Excerpted data:

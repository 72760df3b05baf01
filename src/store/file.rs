//! Simple file-backed [`CredentialStore`] for CLIs and bots that survive restarts.

// std
use std::{
	fs::{self, File},
	io::Write,
	path::{Path, PathBuf},
};
// self
use crate::{
	_prelude::*,
	auth::{AppId, Credential},
	store::{CredentialStore, StoreError, StoreFuture},
};

#[derive(Clone, Debug, Serialize, Deserialize)]
struct Snapshot {
	app_id: AppId,
	credential: Credential,
}

/// Persists the credential blob to a JSON file after each mutation.
///
/// The snapshot records which app wrote it; loading under a different app id
/// returns nothing instead of replaying a foreign credential.
#[derive(Clone, Debug)]
pub struct FileStore {
	path: PathBuf,
	inner: Arc<RwLock<Option<Snapshot>>>,
}
impl FileStore {
	/// Opens (or creates) a store at the provided path, eagerly loading existing data.
	pub fn open(path: impl Into<PathBuf>) -> Result<Self, StoreError> {
		let path = path.into();

		Self::ensure_parent_exists(&path)?;

		let snapshot = if path.exists() { Self::load_snapshot(&path)? } else { None };

		Ok(Self { path, inner: Arc::new(RwLock::new(snapshot)) })
	}

	fn load_snapshot(path: &Path) -> Result<Option<Snapshot>, StoreError> {
		if !path.exists() {
			return Ok(None);
		}

		let metadata = path.metadata().map_err(|e| StoreError::Backend {
			message: format!("Failed to inspect {}: {e}", path.display()),
		})?;

		if metadata.len() == 0 {
			return Ok(None);
		}

		let bytes = fs::read(path).map_err(|e| StoreError::Backend {
			message: format!("Failed to read {}: {e}", path.display()),
		})?;
		let snapshot: Snapshot =
			serde_json::from_slice(&bytes).map_err(|e| StoreError::Serialization {
				message: format!("Failed to parse {}: {e}", path.display()),
			})?;

		Ok(Some(snapshot))
	}

	fn ensure_parent_exists(path: &Path) -> Result<(), StoreError> {
		if let Some(parent) = path.parent().filter(|p| !p.as_os_str().is_empty()) {
			fs::create_dir_all(parent).map_err(|e| StoreError::Backend {
				message: format!("Failed to create store directory {}: {e}", parent.display()),
			})?;
		}
		Ok(())
	}

	fn persist_locked(&self, snapshot: &Snapshot) -> Result<(), StoreError> {
		Self::ensure_parent_exists(&self.path)?;

		let serialized =
			serde_json::to_vec_pretty(snapshot).map_err(|e| StoreError::Serialization {
				message: format!("Failed to serialize credential snapshot: {e}"),
			})?;
		let mut tmp_path = self.path.clone();

		tmp_path.set_extension("tmp");

		{
			let mut file = File::create(&tmp_path).map_err(|e| StoreError::Backend {
				message: format!("Failed to create {}: {e}", tmp_path.display()),
			})?;

			file.write_all(&serialized).map_err(|e| StoreError::Backend {
				message: format!("Failed to write {}: {e}", tmp_path.display()),
			})?;
			file.sync_all().map_err(|e| StoreError::Backend {
				message: format!("Failed to sync {}: {e}", tmp_path.display()),
			})?;
		}

		fs::rename(&tmp_path, &self.path).map_err(|e| StoreError::Backend {
			message: format!("Failed to replace {}: {e}", self.path.display()),
		})
	}

	fn remove_file(&self) -> Result<(), StoreError> {
		if self.path.exists() {
			fs::remove_file(&self.path).map_err(|e| StoreError::Backend {
				message: format!("Failed to remove {}: {e}", self.path.display()),
			})?;
		}

		Ok(())
	}
}
impl CredentialStore for FileStore {
	fn save(&self, app_id: AppId, credential: Credential) -> StoreFuture<'_, ()> {
		Box::pin(async move {
			let snapshot = Snapshot { app_id, credential };
			let mut guard = self.inner.write();

			self.persist_locked(&snapshot)?;
			*guard = Some(snapshot);

			Ok(())
		})
	}

	fn load<'a>(&'a self, app_id: &'a AppId) -> StoreFuture<'a, Option<Credential>> {
		Box::pin(async move {
			let guard = self.inner.read();

			Ok(guard
				.as_ref()
				.filter(|snapshot| &snapshot.app_id == app_id)
				.map(|snapshot| snapshot.credential.clone()))
		})
	}

	fn clear<'a>(&'a self, app_id: &'a AppId) -> StoreFuture<'a, ()> {
		Box::pin(async move {
			let mut guard = self.inner.write();

			if guard.as_ref().is_some_and(|snapshot| &snapshot.app_id == app_id) {
				*guard = None;

				self.remove_file()?;
			}

			Ok(())
		})
	}
}
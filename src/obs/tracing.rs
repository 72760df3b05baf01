// self
use crate::{_prelude::*, obs::CallKind};

/// Type alias that resolves to an instrumented future when tracing is enabled.
#[cfg(feature = "tracing")]
pub type InstrumentedCall<F> = tracing::instrument::Instrumented<F>;
/// Passthrough future type when tracing is disabled.
#[cfg(not(feature = "tracing"))]
pub type InstrumentedCall<F> = F;

/// A span builder used by client operations.
#[derive(Clone, Debug)]
pub struct CallSpan {
	#[cfg(feature = "tracing")]
	span: tracing::Span,
}
impl CallSpan {
	/// Creates a new span tagged with the provided operation kind + stage.
	pub fn new(kind: CallKind, stage: &'static str) -> Self {
		#[cfg(feature = "tracing")]
		{
			let span = tracing::info_span!("feishu_docs.call", operation = kind.as_str(), stage);

			Self { span }
		}
		#[cfg(not(feature = "tracing"))]
		{
			let _ = (kind, stage);

			Self {}
		}
	}

	/// Enters the span for synchronous sections.
	pub fn entered(self) -> CallSpanGuard {
		#[cfg(feature = "tracing")]
		{
			CallSpanGuard { guard: self.span.entered() }
		}
		#[cfg(not(feature = "tracing"))]
		{
			let _ = self;

			CallSpanGuard {}
		}
	}

	/// Instruments an async block without holding a guard across `.await` points.
	pub fn instrument<Fut>(&self, fut: Fut) -> InstrumentedCall<Fut>
	where
		Fut: Future,
	{
		#[cfg(feature = "tracing")]
		{
			use tracing::Instrument;

			fut.instrument(self.span.clone())
		}
		#[cfg(not(feature = "tracing"))]
		{
			fut
		}
	}
}

/// RAII guard returned by [`CallSpan::entered`].
pub struct CallSpanGuard {
	#[cfg(feature = "tracing")]
	#[allow(dead_code)]
	guard: tracing::span::EnteredSpan,
}
impl Debug for CallSpanGuard {
	fn fmt(&self, f: &mut Formatter) -> FmtResult {
		f.write_str("CallSpanGuard(..)")
	}
}

#[cfg(test)]
mod tests {
	// self
	use super::*;

	#[test]
	fn call_span_noop_without_tracing() {
		let _guard = CallSpan::new(CallKind::ListDocuments, "test").entered();
		// Compile-time smoke test ensures the guard exists even when tracing is disabled.
	}

	#[cfg(feature = "tracing")]
	#[tokio::test]
	async fn instrument_wraps_future() {
		let span = CallSpan::new(CallKind::Refresh, "instrument_wraps_future");
		let value = span.instrument(async { 42 }).await;

		assert_eq!(value, 42);
	}
}
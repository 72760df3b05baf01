// std
use std::sync::atomic::{AtomicU64, Ordering};

/// Thread-safe counters for credential lifecycle outcomes.
#[derive(Debug, Default)]
pub struct AuthorityMetrics {
	cache_hits: AtomicU64,
	refreshes: AtomicU64,
	exchanges: AtomicU64,
	failures: AtomicU64,
}
impl AuthorityMetrics {
	/// Returns how many token requests were served from the cached credential.
	pub fn cache_hits(&self) -> u64 {
		self.cache_hits.load(Ordering::Relaxed)
	}

	/// Returns the number of completed refresh exchanges.
	pub fn refreshes(&self) -> u64 {
		self.refreshes.load(Ordering::Relaxed)
	}

	/// Returns the number of completed code/app-token exchanges.
	pub fn exchanges(&self) -> u64 {
		self.exchanges.load(Ordering::Relaxed)
	}

	/// Returns the number of failed lifecycle operations.
	pub fn failures(&self) -> u64 {
		self.failures.load(Ordering::Relaxed)
	}

	pub(crate) fn record_cache_hit(&self) {
		self.cache_hits.fetch_add(1, Ordering::Relaxed);
	}

	pub(crate) fn record_refresh(&self) {
		self.refreshes.fetch_add(1, Ordering::Relaxed);
	}

	pub(crate) fn record_exchange(&self) {
		self.exchanges.fetch_add(1, Ordering::Relaxed);
	}

	pub(crate) fn record_failure(&self) {
		self.failures.fetch_add(1, Ordering::Relaxed);
	}
}
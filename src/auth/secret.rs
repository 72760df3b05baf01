//! Secure token secret wrapper that redacts sensitive material.

// self
use crate::_prelude::*;

/// Redacted token secret wrapper keeping sensitive material out of logs.
#[derive(Clone, PartialEq, Eq, Serialize, Deserialize)]
pub struct TokenSecret(String);
impl TokenSecret {
	/// Wraps a new secret string.
	pub fn new(value: impl Into<String>) -> Self {
		Self(value.into())
	}

	/// Returns the inner token value. Callers must avoid logging this string.
	pub fn expose(&self) -> &str {
		&self.0
	}
}
impl AsRef<str> for TokenSecret {
	fn as_ref(&self) -> &str {
		self.expose()
	}
}
impl Debug for TokenSecret {
	fn fmt(&self, f: &mut Formatter) -> FmtResult {
		f.debug_tuple("TokenSecret").field(&"<redacted>").finish()
	}
}
impl Display for TokenSecret {
	fn fmt(&self, f: &mut Formatter) -> FmtResult {
		f.write_str("<redacted>")
	}
}
//! Service descriptor defining the OAuth and API endpoints the client talks to.

// self
use crate::_prelude::*;

/// Errors raised while constructing or validating descriptors.
#[derive(Debug, PartialEq, Eq, Serialize, Deserialize, ThisError)]
pub enum ServiceDescriptorError {
	/// Authorization endpoint is required for the interactive flow.
	#[error("Missing authorization endpoint.")]
	MissingAuthorizationEndpoint,
	/// Token endpoint is mandatory for every credential exchange.
	#[error("Missing token endpoint.")]
	MissingTokenEndpoint,
	/// API base URL is mandatory for document operations.
	#[error("Missing API base URL.")]
	MissingApiBase,
	/// Endpoints must use HTTPS.
	#[error("The {endpoint} endpoint must use HTTPS: {url}.")]
	InsecureEndpoint {
		/// Which endpoint failed validation.
		endpoint: &'static str,
		/// Endpoint URL that failed validation.
		url: String,
	},
}

/// Endpoint set the client needs to operate.
#[derive(Clone, Debug, PartialEq, Eq)]
pub struct ServiceEndpoints {
	/// Interactive consent URL presented to the user.
	pub authorization: Url,
	/// Token endpoint used for code exchanges and refreshes.
	pub token: Url,
	/// Base URL every document endpoint path is joined onto.
	pub api_base: Url,
}

/// Validated endpoint configuration for one docs service deployment.
#[derive(Clone, Debug, PartialEq, Eq)]
pub struct ServiceDescriptor {
	/// Endpoint set for the deployment.
	pub endpoints: ServiceEndpoints,
}
impl ServiceDescriptor {
	/// Returns a builder seeded with no endpoints.
	pub fn builder() -> ServiceDescriptorBuilder {
		ServiceDescriptorBuilder::new()
	}

	/// Returns the production Feishu deployment.
	pub fn feishu() -> Self {
		let parse = |value: &str| {
			Url::parse(value).unwrap_or_else(|e| panic!("Built-in endpoint {value} must parse: {e}."))
		};

		Self {
			endpoints: ServiceEndpoints {
				authorization: parse("https://accounts.feishu.cn/open-apis/authen/v1/authorize"),
				token: parse("https://open.feishu.cn/open-apis/authen/v2/oauth/token"),
				api_base: parse("https://open.feishu.cn/open-apis/"),
			},
		}
	}

	fn validate(&self) -> Result<(), ServiceDescriptorError> {
		validate_endpoint("authorization", &self.endpoints.authorization)?;
		validate_endpoint("token", &self.endpoints.token)?;
		validate_endpoint("API base", &self.endpoints.api_base)?;

		Ok(())
	}
}

/// Builder for [`ServiceDescriptor`] values.
#[derive(Debug, Default)]
pub struct ServiceDescriptorBuilder {
	/// Optional authorization endpoint (required to build).
	pub authorization_endpoint: Option<Url>,
	/// Optional token endpoint (required to build).
	pub token_endpoint: Option<Url>,
	/// Optional API base URL (required to build).
	pub api_base: Option<Url>,
}
impl ServiceDescriptorBuilder {
	fn new() -> Self {
		Self::default()
	}

	/// Sets the authorization endpoint.
	pub fn authorization_endpoint(mut self, url: Url) -> Self {
		self.authorization_endpoint = Some(url);

		self
	}

	/// Sets the token endpoint.
	pub fn token_endpoint(mut self, url: Url) -> Self {
		self.token_endpoint = Some(url);

		self
	}

	/// Sets the API base URL.
	pub fn api_base(mut self, url: Url) -> Self {
		self.api_base = Some(url);

		self
	}

	/// Consumes the builder and validates the resulting descriptor.
	pub fn build(self) -> Result<ServiceDescriptor, ServiceDescriptorError> {
		let authorization = self
			.authorization_endpoint
			.ok_or(ServiceDescriptorError::MissingAuthorizationEndpoint)?;
		let token = self.token_endpoint.ok_or(ServiceDescriptorError::MissingTokenEndpoint)?;
		let api_base = self.api_base.ok_or(ServiceDescriptorError::MissingApiBase)?;
		let descriptor =
			ServiceDescriptor { endpoints: ServiceEndpoints { authorization, token, api_base } };

		descriptor.validate()?;

		Ok(descriptor)
	}
}

fn validate_endpoint(name: &'static str, url: &Url) -> Result<(), ServiceDescriptorError> {
	if url.scheme() != "https" {
		Err(ServiceDescriptorError::InsecureEndpoint { endpoint: name, url: url.to_string() })
	} else {
		Ok(())
	}
}

#[cfg(test)]
mod tests {
	// self
	use super::*;

	fn url(value: &str) -> Url {
		Url::parse(value).expect("Test URL should parse.")
	}

	#[test]
	fn builder_requires_every_endpoint() {
		let err = ServiceDescriptor::builder()
			.token_endpoint(url("https://example.com/token"))
			.api_base(url("https://example.com/api/"))
			.build()
			.expect_err("Descriptor builder should reject a missing authorization endpoint.");

		assert!(matches!(err, ServiceDescriptorError::MissingAuthorizationEndpoint));
	}

	#[test]
	fn builder_rejects_insecure_endpoints() {
		let err = ServiceDescriptor::builder()
			.authorization_endpoint(url("http://example.com/authorize"))
			.token_endpoint(url("https://example.com/token"))
			.api_base(url("https://example.com/api/"))
			.build()
			.expect_err("Descriptor builder should reject insecure endpoints.");

		assert!(matches!(
			err,
			ServiceDescriptorError::InsecureEndpoint { endpoint: "authorization", .. }
		));
	}

	#[test]
	fn production_default_is_valid() {
		let descriptor = ServiceDescriptor::feishu();

		assert!(descriptor.validate().is_ok());
		assert!(descriptor.endpoints.api_base.as_str().ends_with('/'));
	}
}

Task requirements:
Check each line of the data above, and please copy the ones in which the string "exchanges" occurs.

Solution for this task:
	exchanges: AtomicU64,
	/// Returns the number of completed refresh exchanges.
	/// Returns the number of completed code/app-token exchanges.
	pub fn exchanges(&self) -> u64 {
		self.exchanges.load(Ordering::Relaxed)
		self.exchanges.fetch_add(1, Ordering::Relaxed);
	/// Token endpoint used for code exchanges and refreshes.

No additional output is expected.